Springfield starts again!
Well, here goes another year at the Springfield Farmer’s Market at the X. I look forward to this because we do well and Steve and I get to bang back a few beers and rummage through the liquor store with our loot later that night. We also buy dinner for Steve’s family with some of the loot and I get a chance to play his kids off of Steve’s parenting skills. (Me: “Hey kids, tell your dad it’s SAFER if you have your own cell phone.” Steves kids: “IT’S SAFER IF WE ALL HAVE OUR OWN CELL PHONES!” Note: Steve has 3 kids.)
So wow…we weren’t expecting this to happen. It’s a rule that the first day of the market is the slowest day. None of the veggie vendors are even here, so we’re only about at half capacity. This farmers market is one of the earliest ones in this area to get started. We were figuring we would make enough for the beer and food for tonight. The first half of the day with Velma was OK, but no great shakes. About what we were expecting. Steve tends to arrive after his teaching job around 3 o’clock and takes over from there. That’s when the kids and their parents arrived. We had a huge rush starting around 4 o’clock and didn’t stop till closing time and beyond. We’ve been in this spot for a few years now, so apparently we’ve created a nice, deep “groove” of addiction for this stuff. All of our repeat customers just started up where they left off from last year. This day would’ve been a record day in our first year there, but it wasn’t slow compared to anytime during last years market. We’re thinking, “if this is the FIRST day…we’re gonna get murdered with business as the year goes along.” We were still popping after all the other tents were packed up and had left. It’s kind of embarrassing.

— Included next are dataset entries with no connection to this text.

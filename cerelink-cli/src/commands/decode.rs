//! Offline capture decoding.

use {
    super::{format_record, print_stats},
    crate::{CliError, config::Config, resolve_scale},
    anyhow::Context,
    cerelink::{FrameDecoder, Record, StatsSnapshot},
    log::{debug, warn},
    serde::Serialize,
    std::{fs, path::Path},
};

#[derive(Serialize)]
struct DecodeReport<'a> {
    records: &'a [Record],
    stats: StatsSnapshot,
}

/// Decode a raw capture and print its records and statistics.
pub(crate) fn cmd_decode(config: &Config, capture: &Path, json: bool) -> Result<(), CliError> {
    let scale = resolve_scale(config)?;
    let bytes = fs::read(capture)
        .with_context(|| format!("Failed to read capture {}", capture.display()))?;
    debug!("Decoding {} byte(s) from {}", bytes.len(), capture.display());

    let mut decoder = FrameDecoder::new(scale);
    decoder.extend(&bytes);
    let records = decoder.finish();
    let stats = decoder
        .stats()
        .snapshot();

    if stats.valid == 0 {
        warn!("No valid frames in {}", capture.display());
    }

    if json {
        let report = DecodeReport {
            records: &records,
            stats,
        };
        println!(
            "{}",
            serde_json::to_string_pretty(&report).context("Failed to serialize records")?
        );
        return Ok(());
    }

    for record in &records {
        println!("{}", format_record(record));
    }
    print_stats(&stats);
    Ok(())
}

To keep track of how much product we’re moving, we count the amount of empty oil containers that are accumulating. (Counting the money is kind of tough when it’s all small bills and a couple of people are making change at the same time.) Four oil containers are normally enough to pop (1) 50 lb. bag of popcorn. I think the most oil containers we’ve used in Springfield was 11. A normal day we use 9. Today we almost finished the 8th. We did pop a whole bunch extra to give away to friends and family though, so the sales weren’t as equal.
I’ve noticed a bunch of people who are getting into the kettle corn business read this blog. Here’s something we stole from a vendor down in Florida. Use a tall Tupperware container with a pour spout for storing and giving out samples. In the past we’ve poured samples from a scoop directly into the hands of our customers. It was kind of fumbly as we tried to get the kettlecorn into their hands without them touching the scoop. (The health department frowns on having the public put their mitts all over the serving utensils.) With the pour spout, you just gotta shake the kettle corn into their paws. I guess they were originally designed to hold a box of cereal.